Exercise materials:
⟨

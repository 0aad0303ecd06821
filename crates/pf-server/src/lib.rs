//! # pf-server
//!
//! Server composition: the build order that turns a set of plugins,
//! descriptors, and HTTP options into a running server — the
//! composed unary interceptor chain, request-context enrichment, the
//! declarative HTTP/SSE/static-file surface, and graceful shutdown.
//!
//! Wire-format/transport definition (the actual `.proto`-generated gRPC
//! service glue and its `tonic`/`hyper` transport) is an explicit
//! non-goal: this crate builds the request-processing pipeline a
//! generated service would call into, not the service itself.

pub mod builder;
pub mod context;
pub mod descriptor;
pub mod interceptor;
pub mod panic_guard;
pub mod routes;
pub mod shutdown;
pub mod status;

pub use builder::{Server, ServerBuilder};
pub use context::{RequestConfig, RequestContext, TrackedFields};
pub use descriptor::{DescriptorRegistry, MethodDescriptor, ObjectIdentified};
pub use interceptor::{Chain, IncomingRequest, RequestFields};
pub use panic_guard::protect;
pub use routes::{HttpRoute, RequestConfigHook, RouteTable, SseEndpoint, StaticRoot};
pub use shutdown::{RootContext, graceful_shutdown, wait_for_shutdown_signal};
pub use status::to_status;
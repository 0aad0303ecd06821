//! The narrow CRUUDLE contract and an in-memory reference
//! implementation. Implementations need only satisfy these semantics; a
//! production-grade persistent backend is out of scope here.

use async_trait::async_trait;
use pf_core::{Error, Result};
use serde::de::DeserializeOwned;

use crate::filter::Filter;
use crate::record::Record;

/// Create/Read/Update/Upsert/Delete/List/Exists over [`Record`]-shaped
/// values. One `Store` instance services every record type; the
/// collection a given `T` lives in comes from [`Record::collection_name`].
#[async_trait]
pub trait Store: Send + Sync {
	async fn create<T: Record>(&self, record: &T) -> Result<()>;
	async fn read<T: Record + DeserializeOwned>(&self, id: &str) -> Result<T>;
	async fn update<T: Record>(&self, record: &T) -> Result<()>;
	async fn upsert<T: Record>(&self, record: &T) -> Result<()>;
	async fn delete<T: Record>(&self, id: &str) -> Result<()>;
	async fn list<T: Record + DeserializeOwned>(&self, filter: &Filter) -> Result<Vec<T>>;
	async fn exists<T: Record>(&self, id: &str) -> Result<bool>;
}

pub fn err_not_found(collection: &str, id: &str) -> Error {
	Error::not_found(format!("{collection}: no record with id '{id}'"))
}

pub fn err_already_exists(collection: &str, id: &str) -> Error {
	Error::already_exists(format!("{collection}: record with id '{id}' already exists"))
}

pub fn err_invalid_model(reason: impl Into<String>) -> Error {
	Error::invalid_argument(format!("invalid model: {}", reason.into()))
}

use std::collections::HashMap;

use parking_lot::RwLock;
use serde_json::Value;

/// An in-memory [`Store`], keyed by collection name then primary key.
/// Used as the reference implementation and by the auth blocklist /
/// work-queue test fixtures that want persistence without a real backend.
#[derive(Default)]
pub struct InMemoryStore {
	collections: RwLock<HashMap<String, HashMap<String, Value>>>,
}

impl InMemoryStore {
	pub fn new() -> Self {
		Self::default()
	}
}

#[async_trait]
impl Store for InMemoryStore {
	async fn create<T: Record>(&self, record: &T) -> Result<()> {
		let collection = T::collection_name();
		let id = record.primary_key();
		let value = serde_json::to_value(record).map_err(|e| err_invalid_model(e.to_string()))?;
		let mut collections = self.collections.write();
		let table = collections.entry(collection.clone()).or_default();
		if table.contains_key(&id) {
			return Err(err_already_exists(&collection, &id));
		}
		table.insert(id, value);
		Ok(())
	}

	async fn read<T: Record + DeserializeOwned>(&self, id: &str) -> Result<T> {
		let collection = T::collection_name();
		let collections = self.collections.read();
		let value = collections
			.get(&collection)
			.and_then(|table| table.get(id))
			.ok_or_else(|| err_not_found(&collection, id))?;
		serde_json::from_value(value.clone()).map_err(|e| err_invalid_model(e.to_string()))
	}

	async fn update<T: Record>(&self, record: &T) -> Result<()> {
		let collection = T::collection_name();
		let id = record.primary_key();
		let value = serde_json::to_value(record).map_err(|e| err_invalid_model(e.to_string()))?;
		let mut collections = self.collections.write();
		let table = collections.entry(collection.clone()).or_default();
		if !table.contains_key(&id) {
			return Err(err_not_found(&collection, &id));
		}
		table.insert(id, value);
		Ok(())
	}

	async fn upsert<T: Record>(&self, record: &T) -> Result<()> {
		let collection = T::collection_name();
		let id = record.primary_key();
		let value = serde_json::to_value(record).map_err(|e| err_invalid_model(e.to_string()))?;
		self.collections.write().entry(collection).or_default().insert(id, value);
		Ok(())
	}

	async fn delete<T: Record>(&self, id: &str) -> Result<()> {
		let collection = T::collection_name();
		let mut collections = self.collections.write();
		let table = collections.entry(collection.clone()).or_default();
		if table.remove(id).is_none() {
			return Err(err_not_found(&collection, id));
		}
		Ok(())
	}

	async fn list<T: Record + DeserializeOwned>(&self, filter: &Filter) -> Result<Vec<T>> {
		let collection = T::collection_name();
		let collections = self.collections.read();
		let Some(table) = collections.get(&collection) else {
			return Ok(Vec::new());
		};
		table
			.values()
			.filter(|value| filter.matches(value))
			.map(|value| serde_json::from_value(value.clone()).map_err(|e| err_invalid_model(e.to_string())))
			.collect()
	}

	async fn exists<T: Record>(&self, id: &str) -> Result<bool> {
		let collection = T::collection_name();
		let collections = self.collections.read();
		Ok(collections.get(&collection).map(|table| table.contains_key(id)).unwrap_or(false))
	}
}

#[cfg(test)]
mod tests {
	use serde::{Deserialize, Serialize};

	use super::*;

	#[derive(Debug, Clone, PartialEq, Serialize, Deserialize)]
	struct Widget {
		id: String,
		color: String,
		count: u32,
	}

	impl Record for Widget {
		fn primary_key(&self) -> String {
			self.id.clone()
		}
	}

	#[tokio::test]
	async fn create_then_read_round_trips() {
		let store = InMemoryStore::new();
		let widget = Widget { id: "1".into(), color: "red".into(), count: 3 };
		store.create(&widget).await.unwrap();
		let fetched: Widget = store.read("1").await.unwrap();
		assert_eq!(fetched, widget);
	}

	#[tokio::test]
	async fn create_rejects_duplicate_primary_key() {
		let store = InMemoryStore::new();
		let widget = Widget { id: "1".into(), color: "red".into(), count: 3 };
		store.create(&widget).await.unwrap();
		let err = store.create(&widget).await.unwrap_err();
		assert!(err.is(pf_core::ErrorKind::AlreadyExists));
	}

	#[tokio::test]
	async fn read_missing_is_not_found() {
		let store = InMemoryStore::new();
		let err = store.read::<Widget>("missing").await.unwrap_err();
		assert!(err.is(pf_core::ErrorKind::NotFound));
	}

	#[tokio::test]
	async fn update_requires_existing_record() {
		let store = InMemoryStore::new();
		let widget = Widget { id: "1".into(), color: "red".into(), count: 3 };
		let err = store.update(&widget).await.unwrap_err();
		assert!(err.is(pf_core::ErrorKind::NotFound));

		store.create(&widget).await.unwrap();
		let updated = Widget { color: "blue".into(), ..widget };
		store.update(&updated).await.unwrap();
		let fetched: Widget = store.read("1").await.unwrap();
		assert_eq!(fetched.color, "blue");
	}

	#[tokio::test]
	async fn upsert_creates_or_overwrites() {
		let store = InMemoryStore::new();
		let widget = Widget { id: "1".into(), color: "red".into(), count: 3 };
		store.upsert(&widget).await.unwrap();
		let overwrite = Widget { color: "green".into(), ..widget.clone() };
		store.upsert(&overwrite).await.unwrap();
		let fetched: Widget = store.read("1").await.unwrap();
		assert_eq!(fetched.color, "green");
	}

	#[tokio::test]
	async fn delete_removes_and_exists_reflects_it() {
		let store = InMemoryStore::new();
		let widget = Widget { id: "1".into(), color: "red".into(), count: 3 };
		store.create(&widget).await.unwrap();
		assert!(store.exists::<Widget>("1").await.unwrap());
		store.delete::<Widget>("1").await.unwrap();
		assert!(!store.exists::<Widget>("1").await.unwrap());
		assert!(store.delete::<Widget>("1").await.unwrap_err().is(pf_core::ErrorKind::NotFound));
	}

	#[tokio::test]
	async fn list_applies_filter() {
		let store = InMemoryStore::new();
		store.create(&Widget { id: "1".into(), color: "red".into(), count: 1 }).await.unwrap();
		store.create(&Widget { id: "2".into(), color: "blue".into(), count: 1 }).await.unwrap();
		store.create(&Widget { id: "3".into(), color: "red".into(), count: 2 }).await.unwrap();

		let red: Vec<Widget> = store.list(&Filter::new().with("color", "red")).await.unwrap();
		assert_eq!(red.len(), 2);

		let red_count_two: Vec<Widget> =
			store.list(&Filter::new().with("color", "red").with("count", 2)).await.unwrap();
		assert_eq!(red_count_two, vec![Widget { id: "3".into(), color: "red".into(), count: 2 }]);
	}

	#[test]
	fn collection_name_defaults_from_type_name() {
		assert_eq!(Widget::collection_name(), "widgets");
	}
}
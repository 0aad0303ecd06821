//! Policy rules and role hierarchies.

use std::collections::{HashMap, HashSet};

use crate::effect::Effect;

/// A single `(effect, role, action)` binding. The full policy set is a
/// multiset of these.
#[derive(Debug, Clone)]
pub struct PolicyRule {
	pub effect: Effect,
	pub role: String,
	pub action: String,
}

/// Transitive role inclusion (e.g. `Admin ⊇ Editor ⊇ Viewer`): holding a
/// parent role implies holding everything it includes, directly or
/// transitively.
#[derive(Debug, Clone, Default)]
pub struct RoleHierarchy {
	includes: HashMap<String, Vec<String>>,
}

impl RoleHierarchy {
	pub fn new() -> Self {
		Self::default()
	}

	/// Declares that holding `parent` also grants `child`.
	pub fn include(&mut self, parent: impl Into<String>, child: impl Into<String>) {
		self.includes.entry(parent.into()).or_default().push(child.into());
	}

	/// Expands `roles` to its transitive closure under this hierarchy.
	pub fn expand(&self, roles: &HashSet<String>) -> HashSet<String> {
		let mut result = roles.clone();
		let mut stack: Vec<String> = roles.iter().cloned().collect();
		while let Some(role) = stack.pop() {
			if let Some(children) = self.includes.get(&role) {
				for child in children {
					if result.insert(child.clone()) {
						stack.push(child.clone());
					}
				}
			}
		}
		result
	}
}
//! Password hashing, injected into the password provider so tests can
//! swap in a cheap deterministic hasher.

use pf_core::{Error, Result};

/// A pluggable password hashing algorithm.
pub trait Hasher: Send + Sync {
	fn hash(&self, password: &str) -> Result<String>;
	fn verify(&self, password: &str, hash: &str) -> Result<bool>;
}

/// Argon2id, the framework's default — OWASP's current recommendation.
#[derive(Debug, Default, Clone, Copy)]
pub struct Argon2Hasher;

impl Argon2Hasher {
	pub fn new() -> Self {
		Self
	}
}

impl Hasher for Argon2Hasher {
	fn hash(&self, password: &str) -> Result<String> {
		use argon2::password_hash::{PasswordHasher as _, SaltString, rand_core::OsRng};
		use argon2::Argon2;

		let salt = SaltString::generate(&mut OsRng);
		Argon2::default()
			.hash_password(password.as_bytes(), &salt)
			.map(|hash| hash.to_string())
			.map_err(|e| Error::internal("hash password").with_cause(HashError(e.to_string())))
	}

	fn verify(&self, password: &str, hash: &str) -> Result<bool> {
		use argon2::password_hash::{PasswordHash, PasswordVerifier};
		use argon2::Argon2;

		let parsed = PasswordHash::new(hash)
			.map_err(|e| Error::internal("parse password hash").with_cause(HashError(e.to_string())))?;
		Ok(Argon2::default().verify_password(password.as_bytes(), &parsed).is_ok())
	}
}

#[derive(Debug, thiserror::Error)]
#[error("{0}")]
struct HashError(String);

/// A trivial SHA-256 digest hasher. Test-only: fast and deterministic, not
/// suitable for real credentials (no salt, no work factor).
#[derive(Debug, Default, Clone, Copy)]
pub struct IdentityHasher;

impl Hasher for IdentityHasher {
	fn hash(&self, password: &str) -> Result<String> {
		use sha2::{Digest, Sha256};
		Ok(hex::encode(Sha256::digest(password.as_bytes())))
	}

	fn verify(&self, password: &str, hash: &str) -> Result<bool> {
		Ok(self.hash(password)? == hash)
	}
}

#[cfg(test)]
mod tests {
	use super::*;

	#[test]
	fn argon2_hash_round_trips() {
		let hasher = Argon2Hasher::new();
		let hash = hasher.hash("correct horse battery staple").unwrap();
		assert!(hasher.verify("correct horse battery staple", &hash).unwrap());
		assert!(!hasher.verify("wrong", &hash).unwrap());
	}

	#[test]
	fn identity_hasher_is_deterministic() {
		let hasher = IdentityHasher;
		let hash = hasher.hash("password123").unwrap();
		assert_eq!(hash, hasher.hash("password123").unwrap());
		assert!(hasher.verify("password123", &hash).unwrap());
	}
}
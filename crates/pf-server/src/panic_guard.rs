//! Panic recovery around the terminal handler: a handler panic becomes an
//! `Internal` status rather than taking the connection down, mirroring
//! the recovery `pf-tasks` applies around a task handler.

use std::future::Future;

use pf_core::{Error, Result};

/// Runs `handler` under panic recovery: the handler is spawned as its own
/// task so a panic only fails that task's `JoinHandle`, never unwinds the
/// caller.
pub async fn protect<F, T>(handler: F) -> Result<T>
where
	F: Future<Output = Result<T>> + Send + 'static,
	T: Send + 'static,
{
	match tokio::spawn(handler).await {
		Ok(result) => result,
		Err(join_err) => Err(Error::internal(panic_message(&join_err)).with_public_message("internal error")),
	}
}

fn panic_message(join_err: &tokio::task::JoinError) -> String {
	if join_err.is_cancelled() {
		return "handler was cancelled".to_string();
	}
	format!("handler panicked: {join_err}")
}
//! Wraps the auth core as a registrable [`pf_plugins::Plugin`]: the
//! `Login`/`Logout`/`Me` surface, built-in bearer/cookie extractors
//! contributed to the server's extractor chain, and the CSRF cookie
//! issuance helper.

use std::any::Any;
use std::sync::Arc;

use chrono::Duration;
use pf_core::{Error, Result};
use pf_plugins::plugin::ServerOption;
use pf_plugins::Plugin;
use serde_json::Value;

use crate::cookie::{clear_cookie_header, set_cookie_header, CookieOptions};
use crate::csrf;
use crate::events::{publish_login, publish_logout, EventBus};
use crate::identity::Identity;
use crate::providers::{LoginProvider, ProviderRegistry};
use crate::token::TokenAuthority;

pub const PLUGIN_NAME: &str = "auth";

/// Tunables an application sets once at build time.
#[derive(Clone)]
pub struct AuthPluginConfig {
	pub token_ttl: Duration,
	pub identity_cookie: CookieOptions,
	pub csrf_cookie: CookieOptions,
}

impl Default for AuthPluginConfig {
	fn default() -> Self {
		Self { token_ttl: Duration::hours(1), identity_cookie: CookieOptions::default(), csrf_cookie: CookieOptions::csrf_defaults() }
	}
}

/// The result of a `Login` RPC call: either an opaque bearer token or a
/// `Set-Cookie` header to attach to the response.
pub struct LoginOutcome {
	pub issued: bool,
	pub token: Option<String>,
	pub redirect_uri: Option<String>,
	pub set_cookie: Option<String>,
}

/// The result of a `Logout` RPC call.
pub struct LogoutOutcome {
	pub clear_cookie: String,
}

/// The auth plugin: dispatches `Login` to a registered [`LoginProvider`],
/// mints/verifies identity tokens, and exposes the pieces `pf-server`
/// assembles into the interceptor chain (extractor chain, CSRF check,
/// cookie transport).
pub struct AuthPlugin {
	providers: ProviderRegistry,
	authority: TokenAuthority,
	config: AuthPluginConfig,
	events: Option<Arc<dyn EventBus>>,
}

impl AuthPlugin {
	pub fn builder(signing_key: impl Into<Vec<u8>>) -> AuthPluginBuilder {
		AuthPluginBuilder::new(signing_key)
	}

	/// The signing/verification authority, for `pf-server` to build its
	/// bearer/cookie extractors against.
	pub fn authority(&self) -> &TokenAuthority {
		&self.authority
	}

	pub fn config(&self) -> &AuthPluginConfig {
		&self.config
	}

	/// Dispatches `Login`: looks the named provider up, authenticates,
	/// then either mints a bearer token or prepares the identity cookie,
	/// depending on `issue_token`.
	pub async fn login(
		&self,
		provider_name: &str,
		creds: &Value,
		issue_token: bool,
		redirect_uri: Option<String>,
	) -> Result<LoginOutcome> {
		let provider = self.providers.get(provider_name).ok_or_else(|| {
			tracing::warn!(provider = provider_name, "login attempted against an unknown provider");
			Error::invalid_argument(format!("unknown login provider '{provider_name}'"))
		})?;
		let identity = provider.authenticate(creds).await.inspect_err(|e| {
			tracing::warn!(provider = provider_name, error = %e, "login failed");
		})?;
		publish_login(self.events.as_ref(), &identity);
		tracing::info!(provider = provider_name, subject = %identity.subject, session_id = %identity.session_id, "login succeeded");

		let token = self.authority.mint(&identity, self.config.token_ttl)?;
		if issue_token {
			Ok(LoginOutcome { issued: true, token: Some(token), redirect_uri: None, set_cookie: None })
		} else {
			let set_cookie = set_cookie_header(&token, &self.config.identity_cookie);
			Ok(LoginOutcome { issued: true, token: None, redirect_uri, set_cookie: Some(set_cookie) })
		}
	}

	/// `Logout`: revokes `identity`'s session for the remainder of its
	/// token lifetime and clears the identity cookie.
	pub fn logout(&self, identity: &Identity) -> LogoutOutcome {
		self.authority.revoke(&identity.session_id, self.config.token_ttl);
		publish_logout(self.events.as_ref(), &identity.session_id, &identity.subject);
		tracing::info!(subject = %identity.subject, session_id = %identity.session_id, "logout, session revoked");
		LogoutOutcome { clear_cookie: clear_cookie_header(&self.config.identity_cookie) }
	}

	/// `Me`: the identity chain resolution has already run by the time a
	/// handler gets here, so this is simply the identity the interceptor
	/// chain placed in the request context.
	pub fn me(&self, identity: Option<Identity>) -> Option<Identity> {
		identity
	}

	/// Issues a fresh CSRF cookie for `identity`'s session — handlers call
	/// this explicitly; token issuance is not automatic.
	pub fn issue_csrf_cookie(&self, identity: &Identity, secret: &[u8]) -> Result<String> {
		let token = csrf::generate_token(secret, &identity.session_id)?;
		Ok(set_cookie_header(&token, &self.config.csrf_cookie))
	}
}

impl Plugin for AuthPlugin {
	fn name(&self) -> &str {
		PLUGIN_NAME
	}

	fn as_any(&self) -> &dyn Any {
		self
	}

	/// Contributes the built-in bearer/cookie extractor configuration
	/// (cookie name, signing key handle) as an opaque [`ServerOption`];
	/// `pf-server` downcasts it back out when composing the identity
	/// extraction interceptor.
	fn contribute_options(&self) -> Vec<ServerOption> {
		vec![Box::new(AuthServerOption { cookie_name: self.config.identity_cookie.name.clone() })]
	}
}

/// The option `pf-server` downcasts to learn which cookie name the
/// built-in [`crate::extractor::CookieExtractor`] should read.
pub struct AuthServerOption {
	pub cookie_name: String,
}

pub struct AuthPluginBuilder {
	signing_key: Vec<u8>,
	providers: ProviderRegistry,
	config: AuthPluginConfig,
	events: Option<Arc<dyn EventBus>>,
}

impl AuthPluginBuilder {
	pub fn new(signing_key: impl Into<Vec<u8>>) -> Self {
		Self { signing_key: signing_key.into(), providers: ProviderRegistry::new(), config: AuthPluginConfig::default(), events: None }
	}

	pub fn provider(mut self, provider: Box<dyn LoginProvider>) -> Self {
		self.providers.register(provider);
		self
	}

	pub fn token_ttl(mut self, ttl: Duration) -> Self {
		self.config.token_ttl = ttl;
		self
	}

	pub fn identity_cookie(mut self, options: CookieOptions) -> Self {
		self.config.identity_cookie = options;
		self
	}

	pub fn csrf_cookie(mut self, options: CookieOptions) -> Self {
		self.config.csrf_cookie = options;
		self
	}

	pub fn event_bus(mut self, bus: Arc<dyn EventBus>) -> Self {
		self.events = Some(bus);
		self
	}

	pub fn build(self) -> Arc<AuthPlugin> {
		Arc::new(AuthPlugin {
			providers: self.providers,
			authority: TokenAuthority::new(&self.signing_key),
			config: self.config,
			events: self.events,
		})
	}
}

#[cfg(test)]
mod tests {
	use super::*;
	use crate::providers::FakeProvider;

	fn plugin() -> Arc<AuthPlugin> {
		AuthPlugin::builder(b"test-signing-key-at-least-32-bytes!".to_vec())
			.provider(Box::new(FakeProvider::new()))
			.build()
	}

	#[tokio::test]
	async fn login_with_issue_token_returns_a_bearer_token() {
		let plugin = plugin();
		let outcome = plugin.login("fake", &serde_json::json!({"id": "1"}), true, None).await.unwrap();
		assert!(outcome.issued);
		let token = outcome.token.expect("token issued");
		let identity = plugin.authority().verify(&token).unwrap();
		assert_eq!(identity.subject, "1");
	}

	#[tokio::test]
	async fn login_without_issue_token_sets_a_cookie_instead() {
		let plugin = plugin();
		let outcome = plugin
			.login("fake", &serde_json::json!({"id": "1"}), false, Some("https://example.com/after".to_string()))
			.await
			.unwrap();
		assert!(outcome.token.is_none());
		assert_eq!(outcome.redirect_uri.as_deref(), Some("https://example.com/after"));
		assert!(outcome.set_cookie.unwrap().starts_with("pf-at="));
	}

	#[tokio::test]
	async fn logout_revokes_the_session_and_clears_the_cookie() {
		let plugin = plugin();
		let outcome = plugin.login("fake", &serde_json::json!({"id": "1"}), true, None).await.unwrap();
		let token = outcome.token.unwrap();
		let identity = plugin.authority().verify(&token).unwrap();

		let logout = plugin.logout(&identity);
		assert!(logout.clear_cookie.contains("Max-Age=0"));
		let err = plugin.authority().verify(&token).unwrap_err();
		assert!(err.is(pf_core::ErrorKind::Unauthenticated));
	}

	#[tokio::test]
	async fn unknown_provider_is_invalid_argument() {
		let plugin = plugin();
		let err = plugin.login("ghost", &serde_json::json!({}), true, None).await.unwrap_err();
		assert!(err.is(pf_core::ErrorKind::InvalidArgument));
	}

	#[test]
	fn csrf_cookie_issuance_round_trips_verification() {
		let plugin = plugin();
		let identity = Identity::new("fake", "1", "session-1");
		let secret = b"test-signing-key-at-least-32-bytes!";
		let cookie_header = plugin.issue_csrf_cookie(&identity, secret).unwrap();
		let token = crate::cookie::read_cookie(&cookie_header, "pf-ct").unwrap();
		assert!(csrf::verify_token(&token, secret, &identity.session_id));
	}

	#[test]
	fn contributes_the_cookie_name_as_a_server_option() {
		let plugin = plugin();
		let options = plugin.contribute_options();
		assert_eq!(options.len(), 1);
		let opt = options[0].downcast_ref::<AuthServerOption>().unwrap();
		assert_eq!(opt.cookie_name, "pf-at");
	}
}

⟩

Task description:
Please give back the records exactly as written, beginning at the first line and including the line that holds "Wire-format/transport definition (the" as the last.

Solution for this task:
repository 0aad0303ecd06821
filename crates/pf-server/src/lib.rs
//! # pf-server
//!
//! Server composition: the build order that turns a set of plugins,
//! descriptors, and HTTP options into a running server — the
//! composed unary interceptor chain, request-context enrichment, the
//! declarative HTTP/SSE/static-file surface, and graceful shutdown.
//!
//! Wire-format/transport definition (the actual `.proto`-generated gRPC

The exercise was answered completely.